**RECORD EXTRACTS:**
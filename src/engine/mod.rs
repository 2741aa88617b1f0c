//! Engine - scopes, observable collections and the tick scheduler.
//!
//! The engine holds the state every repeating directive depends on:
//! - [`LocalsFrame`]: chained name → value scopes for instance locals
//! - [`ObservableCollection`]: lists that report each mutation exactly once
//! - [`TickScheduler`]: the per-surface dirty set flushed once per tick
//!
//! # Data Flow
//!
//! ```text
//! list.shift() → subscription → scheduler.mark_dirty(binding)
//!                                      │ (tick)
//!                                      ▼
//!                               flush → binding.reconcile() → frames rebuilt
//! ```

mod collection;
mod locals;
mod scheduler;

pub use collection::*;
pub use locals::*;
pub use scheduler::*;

--

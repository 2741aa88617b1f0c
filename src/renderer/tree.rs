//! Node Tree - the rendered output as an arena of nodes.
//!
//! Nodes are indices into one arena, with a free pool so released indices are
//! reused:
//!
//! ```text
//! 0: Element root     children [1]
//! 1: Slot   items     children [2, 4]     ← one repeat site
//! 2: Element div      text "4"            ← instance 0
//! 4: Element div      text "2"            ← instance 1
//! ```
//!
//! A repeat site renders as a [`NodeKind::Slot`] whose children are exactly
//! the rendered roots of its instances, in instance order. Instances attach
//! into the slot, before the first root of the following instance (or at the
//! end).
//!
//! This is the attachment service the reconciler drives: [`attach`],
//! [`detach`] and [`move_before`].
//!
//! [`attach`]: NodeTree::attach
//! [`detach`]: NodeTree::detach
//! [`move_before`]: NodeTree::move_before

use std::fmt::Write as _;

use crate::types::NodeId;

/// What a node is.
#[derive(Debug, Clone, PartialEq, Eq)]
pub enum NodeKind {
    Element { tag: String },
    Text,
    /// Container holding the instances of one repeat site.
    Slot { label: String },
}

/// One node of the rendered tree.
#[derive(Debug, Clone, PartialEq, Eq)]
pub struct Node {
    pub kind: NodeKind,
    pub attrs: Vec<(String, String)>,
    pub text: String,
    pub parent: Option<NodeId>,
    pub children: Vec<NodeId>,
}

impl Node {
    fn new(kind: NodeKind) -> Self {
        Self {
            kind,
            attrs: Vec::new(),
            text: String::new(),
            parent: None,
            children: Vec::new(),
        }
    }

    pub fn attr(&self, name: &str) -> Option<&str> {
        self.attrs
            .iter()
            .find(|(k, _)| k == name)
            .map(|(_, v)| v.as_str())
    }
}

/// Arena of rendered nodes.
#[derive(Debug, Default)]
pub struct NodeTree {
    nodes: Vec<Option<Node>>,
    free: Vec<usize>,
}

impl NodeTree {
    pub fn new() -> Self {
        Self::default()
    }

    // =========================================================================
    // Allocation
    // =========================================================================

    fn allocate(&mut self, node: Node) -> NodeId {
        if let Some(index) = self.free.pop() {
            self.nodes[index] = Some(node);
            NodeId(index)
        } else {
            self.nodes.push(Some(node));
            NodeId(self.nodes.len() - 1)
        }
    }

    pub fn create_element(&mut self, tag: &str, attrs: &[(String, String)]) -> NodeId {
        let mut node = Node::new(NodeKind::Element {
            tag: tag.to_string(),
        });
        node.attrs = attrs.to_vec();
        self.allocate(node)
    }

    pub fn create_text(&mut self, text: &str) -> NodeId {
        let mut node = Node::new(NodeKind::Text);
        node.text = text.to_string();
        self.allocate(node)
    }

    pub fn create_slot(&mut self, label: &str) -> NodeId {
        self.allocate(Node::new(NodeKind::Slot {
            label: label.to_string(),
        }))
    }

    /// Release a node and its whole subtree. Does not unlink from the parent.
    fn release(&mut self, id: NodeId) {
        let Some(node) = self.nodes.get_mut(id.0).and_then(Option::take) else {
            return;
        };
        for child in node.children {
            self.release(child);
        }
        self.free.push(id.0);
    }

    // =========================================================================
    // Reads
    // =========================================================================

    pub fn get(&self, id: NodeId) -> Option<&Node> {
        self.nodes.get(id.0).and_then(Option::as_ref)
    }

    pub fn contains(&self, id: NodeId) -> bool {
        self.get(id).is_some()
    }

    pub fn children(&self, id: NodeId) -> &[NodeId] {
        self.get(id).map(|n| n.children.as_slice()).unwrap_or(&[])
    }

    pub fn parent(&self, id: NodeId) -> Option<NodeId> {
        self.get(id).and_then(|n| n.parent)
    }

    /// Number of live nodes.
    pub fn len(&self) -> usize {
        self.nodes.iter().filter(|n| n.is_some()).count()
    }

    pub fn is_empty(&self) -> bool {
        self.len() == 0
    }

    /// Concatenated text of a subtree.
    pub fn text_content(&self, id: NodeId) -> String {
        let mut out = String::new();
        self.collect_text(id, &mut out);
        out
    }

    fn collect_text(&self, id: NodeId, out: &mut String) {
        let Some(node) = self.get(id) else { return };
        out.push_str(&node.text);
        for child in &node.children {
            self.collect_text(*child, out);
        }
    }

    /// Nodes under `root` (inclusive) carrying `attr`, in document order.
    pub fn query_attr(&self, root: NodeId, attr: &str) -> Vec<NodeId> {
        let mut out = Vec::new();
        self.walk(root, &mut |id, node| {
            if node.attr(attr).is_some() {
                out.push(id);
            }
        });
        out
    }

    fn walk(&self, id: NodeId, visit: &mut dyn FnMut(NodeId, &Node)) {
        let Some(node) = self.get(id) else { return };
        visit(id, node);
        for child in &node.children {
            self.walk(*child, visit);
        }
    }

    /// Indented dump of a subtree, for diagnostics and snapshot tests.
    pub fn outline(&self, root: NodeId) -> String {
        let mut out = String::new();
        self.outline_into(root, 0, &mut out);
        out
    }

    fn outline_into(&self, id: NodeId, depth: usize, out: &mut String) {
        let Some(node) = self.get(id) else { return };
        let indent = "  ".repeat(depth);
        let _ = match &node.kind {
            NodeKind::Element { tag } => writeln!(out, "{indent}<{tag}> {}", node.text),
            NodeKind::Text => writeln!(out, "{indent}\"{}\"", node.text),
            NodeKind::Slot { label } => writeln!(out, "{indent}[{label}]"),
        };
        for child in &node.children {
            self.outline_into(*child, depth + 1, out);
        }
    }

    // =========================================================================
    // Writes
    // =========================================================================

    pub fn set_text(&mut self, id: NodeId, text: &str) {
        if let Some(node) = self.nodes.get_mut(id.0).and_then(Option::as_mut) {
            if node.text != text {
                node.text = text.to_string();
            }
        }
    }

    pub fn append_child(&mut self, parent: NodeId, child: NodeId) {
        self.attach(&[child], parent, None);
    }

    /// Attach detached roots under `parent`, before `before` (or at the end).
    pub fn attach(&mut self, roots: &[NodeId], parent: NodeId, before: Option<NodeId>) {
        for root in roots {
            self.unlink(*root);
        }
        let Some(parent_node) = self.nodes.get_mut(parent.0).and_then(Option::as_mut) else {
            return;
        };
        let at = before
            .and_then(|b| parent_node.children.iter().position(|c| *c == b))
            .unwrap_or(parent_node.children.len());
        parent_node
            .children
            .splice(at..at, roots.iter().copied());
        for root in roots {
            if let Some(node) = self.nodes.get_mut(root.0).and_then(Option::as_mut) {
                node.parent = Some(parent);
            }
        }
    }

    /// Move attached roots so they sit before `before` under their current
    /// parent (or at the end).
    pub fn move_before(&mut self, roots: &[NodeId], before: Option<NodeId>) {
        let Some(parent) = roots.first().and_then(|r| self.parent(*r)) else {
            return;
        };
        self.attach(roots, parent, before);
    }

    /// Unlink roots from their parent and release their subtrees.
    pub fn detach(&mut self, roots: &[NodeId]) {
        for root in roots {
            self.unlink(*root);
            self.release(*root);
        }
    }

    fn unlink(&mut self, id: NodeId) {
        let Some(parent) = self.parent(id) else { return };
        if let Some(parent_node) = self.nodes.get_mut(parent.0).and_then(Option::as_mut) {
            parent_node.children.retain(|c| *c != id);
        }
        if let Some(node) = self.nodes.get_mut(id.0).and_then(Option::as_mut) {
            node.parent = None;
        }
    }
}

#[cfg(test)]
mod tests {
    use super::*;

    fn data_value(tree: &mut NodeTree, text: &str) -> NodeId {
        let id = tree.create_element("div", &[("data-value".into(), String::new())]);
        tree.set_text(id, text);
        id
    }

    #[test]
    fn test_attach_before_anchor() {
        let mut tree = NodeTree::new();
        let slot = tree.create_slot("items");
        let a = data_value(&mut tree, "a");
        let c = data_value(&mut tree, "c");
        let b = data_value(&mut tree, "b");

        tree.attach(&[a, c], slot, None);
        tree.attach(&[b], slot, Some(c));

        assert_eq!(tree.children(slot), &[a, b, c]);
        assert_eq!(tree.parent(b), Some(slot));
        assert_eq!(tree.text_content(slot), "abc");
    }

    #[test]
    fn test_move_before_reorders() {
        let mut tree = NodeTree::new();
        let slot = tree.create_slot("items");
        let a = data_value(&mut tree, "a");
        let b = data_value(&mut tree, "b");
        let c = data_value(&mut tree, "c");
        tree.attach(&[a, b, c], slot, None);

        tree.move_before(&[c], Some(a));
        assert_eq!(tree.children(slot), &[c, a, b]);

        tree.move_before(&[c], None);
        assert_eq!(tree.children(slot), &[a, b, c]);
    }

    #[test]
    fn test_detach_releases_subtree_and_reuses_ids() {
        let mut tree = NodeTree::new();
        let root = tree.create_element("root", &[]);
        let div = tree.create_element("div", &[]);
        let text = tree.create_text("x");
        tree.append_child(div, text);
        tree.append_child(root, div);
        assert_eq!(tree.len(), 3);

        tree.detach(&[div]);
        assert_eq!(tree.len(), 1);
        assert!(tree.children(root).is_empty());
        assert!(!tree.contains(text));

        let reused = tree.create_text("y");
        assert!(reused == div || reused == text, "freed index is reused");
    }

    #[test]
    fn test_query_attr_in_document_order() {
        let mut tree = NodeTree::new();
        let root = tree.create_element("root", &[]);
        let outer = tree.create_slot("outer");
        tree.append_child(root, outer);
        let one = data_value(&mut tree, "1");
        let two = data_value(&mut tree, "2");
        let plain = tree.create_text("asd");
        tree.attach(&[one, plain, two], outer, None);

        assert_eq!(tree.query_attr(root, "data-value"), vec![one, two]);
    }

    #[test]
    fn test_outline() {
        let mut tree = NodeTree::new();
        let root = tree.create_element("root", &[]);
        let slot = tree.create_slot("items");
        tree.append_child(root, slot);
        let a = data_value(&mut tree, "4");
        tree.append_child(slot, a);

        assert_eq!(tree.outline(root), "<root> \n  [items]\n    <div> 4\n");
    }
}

**PROBLEM REQUIREMENTS:** Throughout the records above, find the lines in which the word "under" appears and return them.

**TASK RESPONSE:**
    /// Nodes under `root` (inclusive) carrying `attr`, in document order.
    /// Attach detached roots under `parent`, before `before` (or at the end).
    /// Move attached roots so they sit before `before` under their current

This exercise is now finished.